◆ EXERCISE DESCRIPTION: Each line of the records that includes "HashMap" should be found and copied.

◆ Saved data entries:
--------
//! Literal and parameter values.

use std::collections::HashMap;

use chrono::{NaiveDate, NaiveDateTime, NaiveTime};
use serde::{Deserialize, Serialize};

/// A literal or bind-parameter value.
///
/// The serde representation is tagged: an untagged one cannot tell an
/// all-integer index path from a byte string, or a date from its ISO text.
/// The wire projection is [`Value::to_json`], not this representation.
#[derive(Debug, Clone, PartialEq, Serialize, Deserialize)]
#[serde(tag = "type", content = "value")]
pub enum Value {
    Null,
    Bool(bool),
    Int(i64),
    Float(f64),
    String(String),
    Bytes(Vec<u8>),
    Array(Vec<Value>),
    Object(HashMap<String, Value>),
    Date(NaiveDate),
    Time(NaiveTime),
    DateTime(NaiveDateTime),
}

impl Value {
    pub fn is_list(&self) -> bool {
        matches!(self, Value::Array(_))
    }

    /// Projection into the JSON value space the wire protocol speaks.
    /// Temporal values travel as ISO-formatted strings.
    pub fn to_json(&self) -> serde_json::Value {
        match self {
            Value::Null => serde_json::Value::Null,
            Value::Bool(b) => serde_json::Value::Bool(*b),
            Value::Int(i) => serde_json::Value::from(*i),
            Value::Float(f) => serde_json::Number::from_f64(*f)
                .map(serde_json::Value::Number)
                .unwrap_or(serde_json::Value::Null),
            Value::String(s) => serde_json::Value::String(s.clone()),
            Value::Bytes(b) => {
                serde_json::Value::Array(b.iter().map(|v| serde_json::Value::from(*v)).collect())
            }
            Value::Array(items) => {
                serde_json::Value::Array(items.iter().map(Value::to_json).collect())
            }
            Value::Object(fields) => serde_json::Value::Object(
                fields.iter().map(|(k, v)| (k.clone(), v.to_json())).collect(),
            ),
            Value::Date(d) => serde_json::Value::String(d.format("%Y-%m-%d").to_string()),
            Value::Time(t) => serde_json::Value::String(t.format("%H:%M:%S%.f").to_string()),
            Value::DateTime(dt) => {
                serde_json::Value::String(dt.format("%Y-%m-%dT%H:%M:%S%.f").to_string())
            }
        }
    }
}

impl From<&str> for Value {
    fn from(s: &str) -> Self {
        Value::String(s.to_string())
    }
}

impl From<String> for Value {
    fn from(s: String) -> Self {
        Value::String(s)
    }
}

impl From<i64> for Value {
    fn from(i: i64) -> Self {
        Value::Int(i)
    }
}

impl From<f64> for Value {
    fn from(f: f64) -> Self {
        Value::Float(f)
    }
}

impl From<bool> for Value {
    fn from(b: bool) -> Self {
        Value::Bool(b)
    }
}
--------
◆ RESULT:
use std::collections::HashMap;
    Object(HashMap<String, Value>),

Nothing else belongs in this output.